Tuesday, May 01, 2007

May Day -- Remembering Marx and Lennon

Memo to Karl Rove
Dear Karl: I understand you're a neocon, or so you call yourself. I was wondering if you're familiar with Groucho Marx's famous message to the Friar's Club? He sent them a wire saying "Please accept my resignation. I don't want to belong to any club that would accept me as a member." Just asking. He also said, "I never forget a face, but in your case I'd be glad to make an exception." Yours Sincerely...

Groucho Marx was a well-disguised subversive and anti-authoritarian, as is anybody who mocks and ridicules the powerful, the pompous, and the proud. On receiving a copy of Richard Nixon's book "Six Crises" from the man himself he wrote back, "From the moment I picked your book up until I laid it down I was convulsed with laughter. Someday I intend reading it." Actually, that's not true. He wrote that to his friend S.J. Perelman regarding the latter's book, "Dawn Ginsbergh's Revenge" (1929), but I enjoy indulging in political fantasy. It's a form of revolutionary idealism, and as Jawaharlal Nehru once said, "Today's idealist is tomorrow's realist."

Which brings us to John Lennon and his song "Imagine," the perfect song for this May Day, 2007. It's been sung by tons of people, many of whom have no idea what the song is actually saying, since its lyrics seem harmless at first glance, are set to a very pretty tune, and are frequently mistaken for an inane bit of liberal, bleeding-heart fluff, sort of like "Puff the Magic Dragon."

Imagine there's no countries,
It isn't hard to do;
Nothing to kill or die for...

This is the most radical sort of anarchism expressing itself in the sweetest, simplest, way. But it's up to us who have seen this world descend into the nightmare of perpetual war to do away with the fiction of "sovereignty," and to move on to a world where no country, such as England, or Rome, or the United States, is able to suffer under the delusion that she owns the world, and inflict enormous suffering on the the rest of humankind as a result of it.

Will there ever be a world where all people have the right to live with basic human dignity, without being threatened with bombs and death for being in the wrong country? You have to imagine it first for it to ever happen.

...And no religion too...

Lennon recognized that even worse threats to world peace and understanding than nationalist fanatics are the furious agents of the divine will, medieval relics like Pat Robertson and the Taliban mullahs, who invoke God's authority to justify their murderous rage against against the human race.

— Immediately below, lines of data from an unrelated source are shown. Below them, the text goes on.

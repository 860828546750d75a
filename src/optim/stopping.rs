//! Stopping criteria tested after every successful integration step.

use rayon::prelude::*;

/// Decides whether an optimization has converged.
///
/// Called with the iteration index, the energy before and after the step,
/// and the displacement buffer (three values per point) of the step.
/// Closures with the same signature are criteria too.
pub trait StoppingCriterion: Send {
    /// Whether the run should stop.
    fn fulfilled(&mut self, iteration: usize, previous: f64, current: f64, displacement: &[f64]) -> bool;
}

impl<F> StoppingCriterion for F
where
    F: FnMut(usize, f64, f64, &[f64]) -> bool + Send,
{
    fn fulfilled(&mut self, iteration: usize, previous: f64, current: f64, displacement: &[f64]) -> bool {
        self(iteration, previous, current, displacement)
    }
}

/// Stop once the energy changes by at most `tolerance` in one step.
///
/// Never fulfilled while either value is infinite or NaN.
#[derive(Debug, Clone, Copy, PartialEq)]
pub struct ValueChange {
    /// Largest energy change considered converged.
    pub tolerance: f64,
}

impl ValueChange {
    /// Create the criterion.
    pub fn new(tolerance: f64) -> Self {
        Self { tolerance }
    }
}

impl StoppingCriterion for ValueChange {
    fn fulfilled(&mut self, _iteration: usize, previous: f64, current: f64, _displacement: &[f64]) -> bool {
        previous.is_finite() && current.is_finite() && (previous - current).abs() <= self.tolerance
    }
}

/// Stop once no point moved further than `tolerance` in one step.
#[derive(Debug, Clone, Copy, PartialEq)]
pub struct MaxDisplacement {
    /// Largest point displacement considered converged.
    pub tolerance: f64,
}

impl MaxDisplacement {
    /// Create the criterion.
    pub fn new(tolerance: f64) -> Self {
        Self { tolerance }
    }
}

impl StoppingCriterion for MaxDisplacement {
    fn fulfilled(&mut self, _iteration: usize, _previous: f64, _current: f64, displacement: &[f64]) -> bool {
        let max_sq = displacement
            .par_chunks(3)
            .map(|d| d.iter().map(|x| x * x).sum::<f64>())
            .reduce(|| 0.0, f64::max);
        max_sq <= self.tolerance * self.tolerance
    }
}
//! Geometry processing collaborators of the deformation engine.
//!
//! - **Curvature**: discrete Gauss and mean curvature estimation
//! - **Smoothing**: neighbor-average smoothing of per-point fields
//! - **Remeshing**: adaptive edge split / collapse between integration steps

pub mod curvature;
pub mod remesh;
pub mod smooth;
//! Test meshes shared by unit tests.

use std::collections::HashMap;

use nalgebra::Point3;

use super::SurfaceMesh;

/// Flat `n × n` quad grid in the z = 0 plane, split into `(n + 1)²` points.
pub(crate) fn flat_grid(n: usize) -> SurfaceMesh {
    let mut points = Vec::new();
    let mut faces = Vec::new();

    for j in 0..=n {
        for i in 0..=n {
            points.push(Point3::new(i as f64, j as f64, 0.0));
        }
    }

    for j in 0..n {
        for i in 0..n {
            let v00 = j * (n + 1) + i;
            let v10 = v00 + 1;
            let v01 = v00 + (n + 1);
            let v11 = v01 + 1;

            faces.push([v00, v10, v11]);
            faces.push([v00, v11, v01]);
        }
    }

    SurfaceMesh::from_triangles(points, faces).unwrap()
}

/// Subdivided icosahedron of the given radius, outward-oriented.
pub(crate) fn icosphere(subdivisions: usize, radius: f64) -> SurfaceMesh {
    let phi = (1.0 + 5.0_f64.sqrt()) / 2.0;

    let mut points: Vec<Point3<f64>> = [
        [-1.0, phi, 0.0],
        [1.0, phi, 0.0],
        [-1.0, -phi, 0.0],
        [1.0, -phi, 0.0],
        [0.0, -1.0, phi],
        [0.0, 1.0, phi],
        [0.0, -1.0, -phi],
        [0.0, 1.0, -phi],
        [phi, 0.0, -1.0],
        [phi, 0.0, 1.0],
        [-phi, 0.0, -1.0],
        [-phi, 0.0, 1.0],
    ]
    .iter()
    .map(|&[x, y, z]| Point3::from(Point3::new(x, y, z).coords.normalize()))
    .collect();

    let mut faces = vec![
        [0, 11, 5],
        [0, 5, 1],
        [0, 1, 7],
        [0, 7, 10],
        [0, 10, 11],
        [1, 5, 9],
        [5, 11, 4],
        [11, 10, 2],
        [10, 7, 6],
        [7, 1, 8],
        [3, 9, 4],
        [3, 4, 2],
        [3, 2, 6],
        [3, 6, 8],
        [3, 8, 9],
        [4, 9, 5],
        [2, 4, 11],
        [6, 2, 10],
        [8, 6, 7],
        [9, 8, 1],
    ];

    for _ in 0..subdivisions {
        let mut next = Vec::with_capacity(faces.len() * 4);
        let mut midpoints: HashMap<(usize, usize), usize> = HashMap::new();

        for face in &faces {
            let mut mids = [0usize; 3];
            for i in 0..3 {
                let a = face[i];
                let b = face[(i + 1) % 3];
                let key = if a < b { (a, b) } else { (b, a) };
                mids[i] = *midpoints.entry(key).or_insert_with(|| {
                    let mid = (points[a].coords + points[b].coords).normalize();
                    points.push(Point3::from(mid));
                    points.len() - 1
                });
            }
            next.push([face[0], mids[0], mids[2]]);
            next.push([face[1], mids[1], mids[0]]);
            next.push([face[2], mids[2], mids[1]]);
            next.push([mids[0], mids[1], mids[2]]);
        }
        faces = next;
    }

    let points = points.into_iter().map(|p| p * radius).collect();
    SurfaceMesh::from_triangles(points, faces).unwrap()
}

When God handed down the rules and laws to Moses on Sinai, an idea the Jews acquired from the earlier examples they saw in Mesopotamia and Egypt, people lived in preponderantly rural societies where 90 percent of the population were illiterate peasants or herdsman. They needed to be tended, shepherded, led.

It's a different world now. We all read, we all think, we all have hopes, aspirations, and dreams, especially the dream of peace for our families and loved ones. We no longer need the Daddy God and his agents of repression to tell us right from wrong. And there's no longer any profit in our hating each other because of lines that politicians drew on maps.

Lennon was not the first who had the right idea. "Man will never be free," said the pre-revolutionary encyclopedia editor Denis Diderot, "until the last king is strangled with the entrails of the last priest," (a quote often misattributed to Voltaire).

That was another world, however. Humans living in this one won't be free until the last nationalistic war machine is monkey wrenched, capped, and disabled, the last nuclear bomb buried and the recipe forgotten, and the last medieval fanatic who makes a career of stoking the fires under those machines locked up for his or her (and our) own good.

You might say I'm a dreamer, but I'm not the only one.